Date: Monday, November 9, 2015

Session Title: Miscellaneous Rheumatic and Inflammatory Diseases Poster Session II

Session Type: ACR Poster Session B

Session Time: 9:00AM-11:00AM

Background/Purpose: To assess adalimumab (ADA) efficacy and safety in corticosteroid-dependent patients with inactive non-infectious, intermediate, posterior, or panuveitis enrolled in the international, double-masked trial, VISUAL II.

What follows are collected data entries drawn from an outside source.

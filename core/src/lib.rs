pub mod action;
pub mod config;
pub mod interactive;
pub mod report;
pub mod storage;
pub mod style;
pub mod testing;

pub use crate::config::Config;
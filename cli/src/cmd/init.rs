use accprob_core::{action, print_success};
use std::path::PathBuf;

use super::{GlobalArgs, SubcmdResult};
use crate::util;

#[derive(Debug, clap::Args)]
pub struct Args {
    #[arg(default_value = "./")]
    dir: PathBuf,
}

pub fn exec(args: &Args, global_args: &GlobalArgs) -> SubcmdResult {
    let dir = global_args.base_dir().join(&args.dir);
    action::init_config(&dir)?;
    print_success!(
        "Successfully created config file. (path: {})",
        util::replace_homedir_to_tilde(dir.join(accprob_core::Config::FILENAME)).to_string_lossy()
    );
    Ok(())
}
use std::path::{Path, PathBuf};

use crate::config::TestConfig;
use crate::testing::TestcaseLayout;

use super::error::*;

/// Directory of one problem, holding its input and expected-output dirs.
#[derive(Debug, Clone, PartialEq, Eq)]
pub struct ProblemDir {
    dir: PathBuf,
}

impl ProblemDir {
    pub fn new(dir: impl Into<PathBuf>) -> Self {
        Self { dir: dir.into() }
    }

    /// Returns `Some` if `dir` already has both testcase dirs.
    pub fn detect(dir: impl AsRef<Path>, cfg: &TestConfig) -> Option<Self> {
        let p = Self::new(dir.as_ref());
        p.has_testcases(cfg).then_some(p)
    }

    pub fn dir(&self) -> &Path {
        &self.dir
    }

    pub fn has_testcases(&self, cfg: &TestConfig) -> bool {
        let layout = self.testcase_layout(cfg);
        layout.input_dir.is_dir() && layout.output_dir.is_dir()
    }

    pub fn ensure_testcases(&self, cfg: &TestConfig) -> Result<TestcaseLayout> {
        if !self.has_testcases(cfg) {
            return Err(Error::TestcaseDirMissing {
                dir: self.dir.clone(),
                input_dir: cfg.input_dir.clone(),
                output_dir: cfg.output_dir.clone(),
            });
        }
        Ok(self.testcase_layout(cfg))
    }

    pub fn testcase_layout(&self, cfg: &TestConfig) -> TestcaseLayout {
        TestcaseLayout {
            input_dir: self.dir.join(&cfg.input_dir),
            output_dir: self.dir.join(&cfg.output_dir),
            input_suffix: cfg.input_suffix.clone(),
            output_suffix: cfg.output_suffix.clone(),
        }
    }
}

#[cfg(test)]
mod test {
    use super::*;

    #[test]
    fn detect_requires_both_dirs() {
        let tmp = tempfile::tempdir().unwrap();
        let cfg = TestConfig::default();
        assert_eq!(ProblemDir::detect(tmp.path(), &cfg), None);

        fsutil::mkdir_all(tmp.path().join("in")).unwrap();
        assert_eq!(ProblemDir::detect(tmp.path(), &cfg), None);
        assert!(matches!(
            ProblemDir::new(tmp.path()).ensure_testcases(&cfg),
            Err(Error::TestcaseDirMissing { .. })
        ));

        fsutil::mkdir_all(tmp.path().join("out")).unwrap();
        let p = ProblemDir::detect(tmp.path(), &cfg).unwrap();
        let layout = p.ensure_testcases(&cfg).unwrap();
        assert_eq!(layout, TestcaseLayout::conventional(tmp.path()));
    }
}
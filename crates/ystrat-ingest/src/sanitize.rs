//! Free-text sanitizer for model-bound strings.
//!
//! Applied to brief fields and keywords before prompt assembly, and to the
//! rendered prompt before it leaves the process. Sanitization never fails;
//! hostile fragments are removed or neutralized.

/// Hard cap on sanitized output length, matching the prompt budget.
pub const MAX_SANITIZED_CHARS: usize = 10_000;

/// Phrases associated with prompt-injection attempts. Matched
/// ASCII-case-insensitively and replaced with `[filtered]`.
const INJECTION_PHRASES: &[&str] = &[
    "ignore all previous instructions",
    "ignore previous instructions",
    "ignore the above",
    "forget everything",
    "you are now",
    "new instructions",
    "system:",
    "assistant:",
    "human:",
];

/// URL protocols collapsed out of model-bound text.
const URL_PROTOCOLS: &[&str] = &["javascript:", "vbscript:", "data:"];

/// Sanitizes free text for inclusion in a prompt.
///
/// Strips HTML-like tags and control characters, neutralizes known
/// prompt-injection phrases, removes dangerous URL protocols, collapses
/// whitespace and enforces the length cap.
pub fn sanitize_text(input: &str) -> String {
    let mut text = strip_tags(input);

    for phrase in INJECTION_PHRASES {
        text = replace_ascii_ci(&text, phrase, "[filtered]");
    }
    for protocol in URL_PROTOCOLS {
        text = replace_ascii_ci(&text, protocol, "");
    }

    let collapsed = collapse_whitespace(&text);
    if collapsed.chars().count() > MAX_SANITIZED_CHARS {
        collapsed.chars().take(MAX_SANITIZED_CHARS).collect()
    } else {
        collapsed
    }
}

/// Removes `<...>` runs that look like markup tags. Unclosed `<` at end of
/// input is dropped along with whatever follows it.
fn strip_tags(input: &str) -> String {
    let mut out = String::with_capacity(input.len());
    let mut in_tag = false;
    for c in input.chars() {
        match c {
            '<' => in_tag = true,
            '>' if in_tag => in_tag = false,
            _ if in_tag => {}
            _ => out.push(c),
        }
    }
    out
}

/// Collapses all whitespace and control characters into single spaces.
fn collapse_whitespace(input: &str) -> String {
    let mut out = String::with_capacity(input.len());
    let mut pending_space = false;
    for c in input.chars() {
        if c.is_whitespace() || c.is_control() {
            pending_space = !out.is_empty();
        } else {
            if pending_space {
                out.push(' ');
                pending_space = false;
            }
            out.push(c);
        }
    }
    out
}

/// Replaces every ASCII-case-insensitive occurrence of `needle` (which must
/// be ASCII) in `haystack` with `replacement`.
fn replace_ascii_ci(haystack: &str, needle: &str, replacement: &str) -> String {
    debug_assert!(needle.is_ascii());
    let hay = haystack.as_bytes();
    let pat = needle.as_bytes();
    if pat.is_empty() || hay.len() < pat.len() {
        return haystack.to_string();
    }

    let mut out = String::with_capacity(haystack.len());
    let mut i = 0;
    while i < hay.len() {
        if i + pat.len() <= hay.len() && hay[i..i + pat.len()].eq_ignore_ascii_case(pat) {
            out.push_str(replacement);
            i += pat.len();
        } else {
            // Advance one full UTF-8 character to keep boundaries valid.
            let ch_len = haystack[i..].chars().next().map(char::len_utf8).unwrap_or(1);
            out.push_str(&haystack[i..i + ch_len]);
            i += ch_len;
        }
    }
    out
}
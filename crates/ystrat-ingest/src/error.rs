//! Ingest error types.

use thiserror::Error;

pub type IngestResult<T> = Result<T, IngestError>;

/// Errors raised while validating tabular input.
#[derive(Debug, Error)]
pub enum IngestError {
    /// Structurally unusable input: unreadable file, broken CSV, missing
    /// title column, zero usable rows.
    #[error("invalid input: {0}")]
    InvalidInput(String),

    /// A security rule matched. The whole file is rejected.
    #[error("hostile input ({rule}): {detail}")]
    HostileInput {
        rule: &'static str,
        detail: String,
    },

    /// Size or row-count limit exceeded.
    #[error("input too large: {0}")]
    TooLarge(String),
}

impl IngestError {
    pub fn hostile(rule: &'static str, detail: impl Into<String>) -> Self {
        Self::HostileInput {
            rule,
            detail: detail.into(),
        }
    }
}

impl From<std::io::Error> for IngestError {
    fn from(err: std::io::Error) -> Self {
        Self::InvalidInput(err.to_string())
    }
}

impl From<csv::Error> for IngestError {
    fn from(err: csv::Error) -> Self {
        Self::InvalidInput(err.to_string())
    }
}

Methods: Patients aged ≥18 years with inactive, non-infectious, intermediate, posterior, or panuveitis requiring 10-35 mg oral prednisone to maintain an inactive state (no active, inflammatory chorioretinal and/or retinal vascular lesions, anterior chamber (AC) cell grade ≤0.5+ and vitreous haze (VH) grade ≤0.5+) were randomized 1:1 to receive placebo (PBO) or ADA (80 mg week 0, followed by 40mg every other week from week 1 for ≤80 weeks). From week 2, all patients underwent a mandatory prednisone taper to 0 mg by week 19 or earlier depending on the baseline dose.  Primary endpoint was time to treatment failure (TF) in ≥1 eye at or after week 2. TF was defined as ≥1 of the following criteria: new active, inflammatory lesions; worsening of BCVA by ≥15 letters; 2-step increase in AC cell grade; 2-step increase in VH grade relative to baseline (BL). Secondary endpoints included change in AC cell grade, VH grade and BCVA from BL to the final visit, time to optical coherence tomography (OCT) evidence of macular edema (after week 2), and percent change in central retinal thickness (CRT) from BL to final visit. Adverse events (AEs) were monitored throughout the study.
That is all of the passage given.